Collected data entries:

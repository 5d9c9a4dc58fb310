//! MJCF XML parser.
//!
//! Parses MJCF XML into the common schema. MJCF declares the kinematic tree
//! by nesting `<body>` elements, stores quaternions scalar-first, and gives
//! box and capsule sizes as half-extents; all of that is normalized here so
//! the rest of the crate never sees MJCF conventions.

use std::fs;
use std::io::BufRead;
use std::path::Path;

use nalgebra::Vector3;
use quick_xml::Reader;
use quick_xml::events::{BytesStart, Event};
use tracing::debug;

use crate::context::{ParseContext, normalize_axis};
use crate::error::{ConvertError, Result};
use crate::schema::{
    Actuator, ActuatorType, Collision, CommonSchema, Geometry, Inertia, Joint, JointDynamics,
    JointLimits, JointType, Link, Material, Metadata, Pose, Quaternion, Sensor,
    SurfaceCoefficients, Visual, WORLD_LINK,
};
use crate::xml::{
    get_attribute, get_attribute_opt, parse_float_attr, parse_float_list, parse_vector3,
    skip_element,
};

/// Parse an MJCF file into the common schema.
pub fn parse_mjcf_file(path: &Path) -> Result<CommonSchema> {
    let xml = fs::read_to_string(path)?;
    parse_mjcf_with(&xml, ParseContext::for_file(path))
}

/// Parse an MJCF string into the common schema.
pub fn parse_mjcf_str(xml: &str) -> Result<CommonSchema> {
    parse_mjcf_with(xml, ParseContext::new())
}

fn parse_mjcf_with(xml: &str, mut ctx: ParseContext) -> Result<CommonSchema> {
    let mut reader = Reader::from_str(xml);
    reader.config_mut().trim_text(true);

    let mut schema: Option<CommonSchema> = None;
    let mut buf = Vec::new();

    loop {
        match reader.read_event_into(&mut buf) {
            Ok(Event::Start(ref e)) if e.name().as_ref() == b"mujoco" => {
                schema = Some(parse_mujoco(&mut reader, e, &mut ctx)?);
            }
            Ok(Event::Eof) => break,
            Ok(_) => {}
            Err(e) => return Err(ConvertError::XmlParse(e.to_string())),
        }
        buf.clear();
    }

    let mut schema =
        schema.ok_or_else(|| ConvertError::missing_element("mujoco", "MJCF document"))?;
    ctx.attach(&mut schema);

    debug!(
        links = schema.links.len(),
        joints = schema.joints.len(),
        actuators = schema.actuators.len(),
        "parsed MJCF document"
    );
    Ok(schema)
}

/// Parser state shared across the body recursion.
struct MjcfState {
    schema: CommonSchema,
    /// Angles in degrees unless `<compiler angle="radian"/>` says otherwise.
    degrees: bool,
}
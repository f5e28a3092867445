// Copyright (c) 2025 Zensical and contributors

// SPDX-License-Identifier: MIT
// Third-party contributions licensed under DCO

// Permission is hereby granted, free of charge, to any person obtaining a copy
// of this software and associated documentation files (the "Software"), to
// deal in the Software without restriction, including without limitation the
// rights to use, copy, modify, merge, publish, distribute, sublicense, and/or
// sell copies of the Software, and to permit persons to whom the Software is
// furnished to do so, subject to the following conditions:

// The above copyright notice and this permission notice shall be included in
// all copies or substantial portions of the Software.

// THE SOFTWARE IS PROVIDED "AS IS", WITHOUT WARRANTY OF ANY KIND, EXPRESS OR
// IMPLIED, INCLUDING BUT NOT LIMITED TO THE WARRANTIES OF MERCHANTABILITY,
// FITNESS FOR A PARTICULAR PURPOSE AND NON-INFRINGEMENT. IN NO EVENT SHALL THE
// AUTHORS OR COPYRIGHT HOLDERS BE LIABLE FOR ANY CLAIM, DAMAGES OR OTHER
// LIABILITY, WHETHER IN AN ACTION OF CONTRACT, TORT OR OTHERWISE, ARISING
// FROM, OUT OF OR IN CONNECTION WITH THE SOFTWARE OR THE USE OR OTHER DEALINGS
// IN THE SOFTWARE.

// ----------------------------------------------------------------------------

//! HTTP request and response toolkit.
//!
//! This crate provides the small set of HTTP components that views are built
//! upon: methods, status codes, headers, requests and responses. It doesn't
//! implement any transport, as requests are handed over already parsed, and
//! responses are handed back to whoever owns the connection.

#![allow(clippy::doc_markdown)]
#![allow(clippy::missing_errors_doc)]

mod component;
mod headers;
pub mod request;
pub mod response;

pub use component::{Error, Header, Method, Result, Status};
pub use headers::Headers;
pub use request::Request;
pub use response::{Response, ResponseExt};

TASK PROMPT
With no word changed, write the entries out once more.

EXPECTED OUTPUT
repository 5d9c9a4dc58fb310
//! MJCF XML parser.
//!
//! Parses MJCF XML into the common schema. MJCF declares the kinematic tree
//! by nesting `<body>` elements, stores quaternions scalar-first, and gives
//! box and capsule sizes as half-extents; all of that is normalized here so
//! the rest of the crate never sees MJCF conventions.

use std::fs;
use std::io::BufRead;
use std::path::Path;

use nalgebra::Vector3;
use quick_xml::Reader;
use quick_xml::events::{BytesStart, Event};
use tracing::debug;

use crate::context::{ParseContext, normalize_axis};
use crate::error::{ConvertError, Result};
use crate::schema::{
    Actuator, ActuatorType, Collision, CommonSchema, Geometry, Inertia, Joint, JointDynamics,
    JointLimits, JointType, Link, Material, Metadata, Pose, Quaternion, Sensor,
    SurfaceCoefficients, Visual, WORLD_LINK,
};
use crate::xml::{
    get_attribute, get_attribute_opt, parse_float_attr, parse_float_list, parse_vector3,
    skip_element,
};

/// Parse an MJCF file into the common schema.
pub fn parse_mjcf_file(path: &Path) -> Result<CommonSchema> {
    let xml = fs::read_to_string(path)?;
    parse_mjcf_with(&xml, ParseContext::for_file(path))
}

/// Parse an MJCF string into the common schema.
pub fn parse_mjcf_str(xml: &str) -> Result<CommonSchema> {
    parse_mjcf_with(xml, ParseContext::new())
}

fn parse_mjcf_with(xml: &str, mut ctx: ParseContext) -> Result<CommonSchema> {
    let mut reader = Reader::from_str(xml);
    reader.config_mut().trim_text(true);

    let mut schema: Option<CommonSchema> = None;
    let mut buf = Vec::new();

    loop {
        match reader.read_event_into(&mut buf) {
            Ok(Event::Start(ref e)) if e.name().as_ref() == b"mujoco" => {
                schema = Some(parse_mujoco(&mut reader, e, &mut ctx)?);
            }
            Ok(Event::Eof) => break,
            Ok(_) => {}
            Err(e) => return Err(ConvertError::XmlParse(e.to_string())),
        }
        buf.clear();
    }

    let mut schema =
        schema.ok_or_else(|| ConvertError::missing_element("mujoco", "MJCF document"))?;
    ctx.attach(&mut schema);

    debug!(
        links = schema.links.len(),
        joints = schema.joints.len(),
        actuators = schema.actuators.len(),
        "parsed MJCF document"
    );
    Ok(schema)
}

/// Parser state shared across the body recursion.
struct MjcfState {
    schema: CommonSchema,
    /// Angles in degrees unless `<compiler angle="radian"/>` says otherwise.
    degrees: bool,
}
repository f5e28a3092867445
// Copyright (c) 2025 Zensical and contributors

// SPDX-License-Identifier: MIT
// Third-party contributions licensed under DCO

// Permission is hereby granted, free of charge, to any person obtaining a copy
// of this software and associated documentation files (the "Software"), to
// deal in the Software without restriction, including without limitation the
// rights to use, copy, modify, merge, publish, distribute, sublicense, and/or
// sell copies of the Software, and to permit persons to whom the Software is
// furnished to do so, subject to the following conditions:

// The above copyright notice and this permission notice shall be included in
// all copies or substantial portions of the Software.

// THE SOFTWARE IS PROVIDED "AS IS", WITHOUT WARRANTY OF ANY KIND, EXPRESS OR
// IMPLIED, INCLUDING BUT NOT LIMITED TO THE WARRANTIES OF MERCHANTABILITY,
// FITNESS FOR A PARTICULAR PURPOSE AND NON-INFRINGEMENT. IN NO EVENT SHALL THE
// AUTHORS OR COPYRIGHT HOLDERS BE LIABLE FOR ANY CLAIM, DAMAGES OR OTHER
// LIABILITY, WHETHER IN AN ACTION OF CONTRACT, TORT OR OTHERWISE, ARISING
// FROM, OUT OF OR IN CONNECTION WITH THE SOFTWARE OR THE USE OR OTHER DEALINGS
// IN THE SOFTWARE.

// ----------------------------------------------------------------------------

//! HTTP request and response toolkit.
//!
//! This crate provides the small set of HTTP components that views are built
//! upon: methods, status codes, headers, requests and responses. It doesn't
//! implement any transport, as requests are handed over already parsed, and
//! responses are handed back to whoever owns the connection.

#![allow(clippy::doc_markdown)]
#![allow(clippy::missing_errors_doc)]

mod component;
mod headers;
pub mod request;
pub mod response;

pub use component::{Error, Header, Method, Result, Status};
pub use headers::Headers;
pub use request::Request;
pub use response::{Response, ResponseExt};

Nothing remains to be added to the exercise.